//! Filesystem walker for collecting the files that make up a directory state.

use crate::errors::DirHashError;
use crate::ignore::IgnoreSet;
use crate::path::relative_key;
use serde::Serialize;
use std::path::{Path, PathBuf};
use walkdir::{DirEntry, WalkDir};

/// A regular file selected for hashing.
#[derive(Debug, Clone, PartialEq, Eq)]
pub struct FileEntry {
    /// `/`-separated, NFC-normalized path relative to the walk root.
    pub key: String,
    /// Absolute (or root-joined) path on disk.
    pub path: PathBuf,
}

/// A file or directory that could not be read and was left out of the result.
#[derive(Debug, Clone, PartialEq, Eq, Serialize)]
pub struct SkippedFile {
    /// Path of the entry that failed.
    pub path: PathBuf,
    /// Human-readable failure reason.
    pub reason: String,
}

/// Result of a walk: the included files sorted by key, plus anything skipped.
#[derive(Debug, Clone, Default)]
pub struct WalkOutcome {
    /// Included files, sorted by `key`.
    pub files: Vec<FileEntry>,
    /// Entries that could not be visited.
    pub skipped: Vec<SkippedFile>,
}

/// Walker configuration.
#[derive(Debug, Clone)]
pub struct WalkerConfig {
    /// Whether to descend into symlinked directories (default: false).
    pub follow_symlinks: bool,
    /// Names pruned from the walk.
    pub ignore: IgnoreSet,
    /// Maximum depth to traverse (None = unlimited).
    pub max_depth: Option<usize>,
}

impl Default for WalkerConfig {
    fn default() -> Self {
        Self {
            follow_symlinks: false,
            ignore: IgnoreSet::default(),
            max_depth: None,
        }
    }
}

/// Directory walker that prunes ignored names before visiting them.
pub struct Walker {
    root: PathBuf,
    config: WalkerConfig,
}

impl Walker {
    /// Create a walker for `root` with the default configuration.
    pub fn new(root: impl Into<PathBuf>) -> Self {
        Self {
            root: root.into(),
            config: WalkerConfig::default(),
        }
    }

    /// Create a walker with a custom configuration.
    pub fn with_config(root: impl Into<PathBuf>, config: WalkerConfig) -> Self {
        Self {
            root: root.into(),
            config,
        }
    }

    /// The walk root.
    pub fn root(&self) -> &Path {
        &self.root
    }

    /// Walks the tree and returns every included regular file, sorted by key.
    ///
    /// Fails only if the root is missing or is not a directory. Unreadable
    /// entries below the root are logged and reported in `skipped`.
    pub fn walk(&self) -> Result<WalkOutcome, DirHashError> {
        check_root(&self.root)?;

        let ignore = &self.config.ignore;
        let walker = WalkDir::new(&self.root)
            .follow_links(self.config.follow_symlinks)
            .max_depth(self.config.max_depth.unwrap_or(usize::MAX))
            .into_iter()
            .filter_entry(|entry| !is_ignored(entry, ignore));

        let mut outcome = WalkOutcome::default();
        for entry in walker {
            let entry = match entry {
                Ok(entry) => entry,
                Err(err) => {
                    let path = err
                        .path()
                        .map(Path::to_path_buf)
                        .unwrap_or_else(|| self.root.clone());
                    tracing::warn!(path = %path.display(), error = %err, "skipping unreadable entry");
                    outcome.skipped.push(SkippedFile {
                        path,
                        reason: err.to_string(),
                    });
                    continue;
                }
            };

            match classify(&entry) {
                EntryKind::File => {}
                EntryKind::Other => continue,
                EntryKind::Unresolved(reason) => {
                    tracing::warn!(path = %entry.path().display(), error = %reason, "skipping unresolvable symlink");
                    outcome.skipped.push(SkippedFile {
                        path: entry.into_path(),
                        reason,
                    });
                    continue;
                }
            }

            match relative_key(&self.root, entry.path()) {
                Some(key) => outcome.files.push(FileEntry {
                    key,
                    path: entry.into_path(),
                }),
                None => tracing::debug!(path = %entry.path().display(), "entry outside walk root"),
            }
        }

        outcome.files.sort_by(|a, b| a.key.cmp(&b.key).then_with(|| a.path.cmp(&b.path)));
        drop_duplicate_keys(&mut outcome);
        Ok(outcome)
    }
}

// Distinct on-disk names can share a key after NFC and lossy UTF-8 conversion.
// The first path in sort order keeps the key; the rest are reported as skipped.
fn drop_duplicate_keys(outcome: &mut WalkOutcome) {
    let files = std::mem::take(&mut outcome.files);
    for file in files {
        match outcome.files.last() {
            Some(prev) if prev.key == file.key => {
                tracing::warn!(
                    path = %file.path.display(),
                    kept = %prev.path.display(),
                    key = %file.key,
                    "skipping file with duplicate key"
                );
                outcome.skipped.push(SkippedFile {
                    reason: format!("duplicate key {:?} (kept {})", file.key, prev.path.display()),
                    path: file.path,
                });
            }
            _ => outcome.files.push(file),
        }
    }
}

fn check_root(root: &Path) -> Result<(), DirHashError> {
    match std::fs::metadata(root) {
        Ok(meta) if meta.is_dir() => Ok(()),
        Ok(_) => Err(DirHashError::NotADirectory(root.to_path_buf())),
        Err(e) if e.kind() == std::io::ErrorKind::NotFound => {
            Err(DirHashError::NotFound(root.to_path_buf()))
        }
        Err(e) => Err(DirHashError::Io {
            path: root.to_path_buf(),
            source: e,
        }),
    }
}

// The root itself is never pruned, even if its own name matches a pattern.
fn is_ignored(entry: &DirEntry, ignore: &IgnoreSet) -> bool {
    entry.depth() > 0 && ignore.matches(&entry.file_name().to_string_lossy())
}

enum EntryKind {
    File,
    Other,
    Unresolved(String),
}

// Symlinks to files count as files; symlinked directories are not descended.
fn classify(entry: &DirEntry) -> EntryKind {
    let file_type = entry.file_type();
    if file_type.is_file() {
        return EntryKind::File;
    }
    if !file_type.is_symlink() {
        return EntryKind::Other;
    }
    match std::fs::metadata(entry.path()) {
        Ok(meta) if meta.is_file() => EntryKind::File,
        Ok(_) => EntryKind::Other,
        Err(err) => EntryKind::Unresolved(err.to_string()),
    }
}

===============

#### THE TASK:
When you transcribe the listing, make each line match the original exactly.

#### EXPECTED ANSWER:
//! Filesystem walker for collecting the files that make up a directory state.

use crate::errors::DirHashError;
use crate::ignore::IgnoreSet;
use crate::path::relative_key;
use serde::Serialize;
use std::path::{Path, PathBuf};
use walkdir::{DirEntry, WalkDir};

/// A regular file selected for hashing.
#[derive(Debug, Clone, PartialEq, Eq)]
pub struct FileEntry {
    /// `/`-separated, NFC-normalized path relative to the walk root.
    pub key: String,
    /// Absolute (or root-joined) path on disk.
    pub path: PathBuf,
}

/// A file or directory that could not be read and was left out of the result.
#[derive(Debug, Clone, PartialEq, Eq, Serialize)]
pub struct SkippedFile {
    /// Path of the entry that failed.
    pub path: PathBuf,
    /// Human-readable failure reason.
    pub reason: String,
}

/// Result of a walk: the included files sorted by key, plus anything skipped.
#[derive(Debug, Clone, Default)]
pub struct WalkOutcome {
    /// Included files, sorted by `key`.
    pub files: Vec<FileEntry>,
    /// Entries that could not be visited.
    pub skipped: Vec<SkippedFile>,
}

/// Walker configuration.
#[derive(Debug, Clone)]
pub struct WalkerConfig {
    /// Whether to descend into symlinked directories (default: false).
    pub follow_symlinks: bool,
    /// Names pruned from the walk.
    pub ignore: IgnoreSet,
    /// Maximum depth to traverse (None = unlimited).
    pub max_depth: Option<usize>,
}

impl Default for WalkerConfig {
    fn default() -> Self {
        Self {
            follow_symlinks: false,
            ignore: IgnoreSet::default(),
            max_depth: None,
        }
    }
}

/// Directory walker that prunes ignored names before visiting them.
pub struct Walker {
    root: PathBuf,
    config: WalkerConfig,
}

impl Walker {
    /// Create a walker for `root` with the default configuration.
    pub fn new(root: impl Into<PathBuf>) -> Self {
        Self {
            root: root.into(),
            config: WalkerConfig::default(),
        }
    }

    /// Create a walker with a custom configuration.
    pub fn with_config(root: impl Into<PathBuf>, config: WalkerConfig) -> Self {
        Self {
            root: root.into(),
            config,
        }
    }

    /// The walk root.
    pub fn root(&self) -> &Path {
        &self.root
    }

    /// Walks the tree and returns every included regular file, sorted by key.
    ///
    /// Fails only if the root is missing or is not a directory. Unreadable
    /// entries below the root are logged and reported in `skipped`.
    pub fn walk(&self) -> Result<WalkOutcome, DirHashError> {
        check_root(&self.root)?;

        let ignore = &self.config.ignore;
        let walker = WalkDir::new(&self.root)
            .follow_links(self.config.follow_symlinks)
            .max_depth(self.config.max_depth.unwrap_or(usize::MAX))
            .into_iter()
            .filter_entry(|entry| !is_ignored(entry, ignore));

        let mut outcome = WalkOutcome::default();
        for entry in walker {
            let entry = match entry {
                Ok(entry) => entry,
                Err(err) => {
                    let path = err
                        .path()
                        .map(Path::to_path_buf)
                        .unwrap_or_else(|| self.root.clone());
                    tracing::warn!(path = %path.display(), error = %err, "skipping unreadable entry");
                    outcome.skipped.push(SkippedFile {
                        path,
                        reason: err.to_string(),
                    });
                    continue;
                }
            };

            match classify(&entry) {
                EntryKind::File => {}
                EntryKind::Other => continue,
                EntryKind::Unresolved(reason) => {
                    tracing::warn!(path = %entry.path().display(), error = %reason, "skipping unresolvable symlink");
                    outcome.skipped.push(SkippedFile {
                        path: entry.into_path(),
                        reason,
                    });
                    continue;
                }
            }

            match relative_key(&self.root, entry.path()) {
                Some(key) => outcome.files.push(FileEntry {
                    key,
                    path: entry.into_path(),
                }),
                None => tracing::debug!(path = %entry.path().display(), "entry outside walk root"),
            }
        }

        outcome.files.sort_by(|a, b| a.key.cmp(&b.key).then_with(|| a.path.cmp(&b.path)));
        drop_duplicate_keys(&mut outcome);
        Ok(outcome)
    }
}

// Distinct on-disk names can share a key after NFC and lossy UTF-8 conversion.
// The first path in sort order keeps the key; the rest are reported as skipped.
fn drop_duplicate_keys(outcome: &mut WalkOutcome) {
    let files = std::mem::take(&mut outcome.files);
    for file in files {
        match outcome.files.last() {
            Some(prev) if prev.key == file.key => {
                tracing::warn!(
                    path = %file.path.display(),
                    kept = %prev.path.display(),
                    key = %file.key,
                    "skipping file with duplicate key"
                );
                outcome.skipped.push(SkippedFile {
                    reason: format!("duplicate key {:?} (kept {})", file.key, prev.path.display()),
                    path: file.path,
                });
            }
            _ => outcome.files.push(file),
        }
    }
}

fn check_root(root: &Path) -> Result<(), DirHashError> {
    match std::fs::metadata(root) {
        Ok(meta) if meta.is_dir() => Ok(()),
        Ok(_) => Err(DirHashError::NotADirectory(root.to_path_buf())),
        Err(e) if e.kind() == std::io::ErrorKind::NotFound => {
            Err(DirHashError::NotFound(root.to_path_buf()))
        }
        Err(e) => Err(DirHashError::Io {
            path: root.to_path_buf(),
            source: e,
        }),
    }
}

// The root itself is never pruned, even if its own name matches a pattern.
fn is_ignored(entry: &DirEntry, ignore: &IgnoreSet) -> bool {
    entry.depth() > 0 && ignore.matches(&entry.file_name().to_string_lossy())
}

enum EntryKind {
    File,
    Other,
    Unresolved(String),
}

// Symlinks to files count as files; symlinked directories are not descended.
fn classify(entry: &DirEntry) -> EntryKind {
    let file_type = entry.file_type();
    if file_type.is_file() {
        return EntryKind::File;
    }
    if !file_type.is_symlink() {
        return EntryKind::Other;
    }
    match std::fs::metadata(entry.path()) {
        Ok(meta) if meta.is_file() => EntryKind::File,
        Ok(_) => EntryKind::Other,
        Err(err) => EntryKind::Unresolved(err.to_string()),
    }
}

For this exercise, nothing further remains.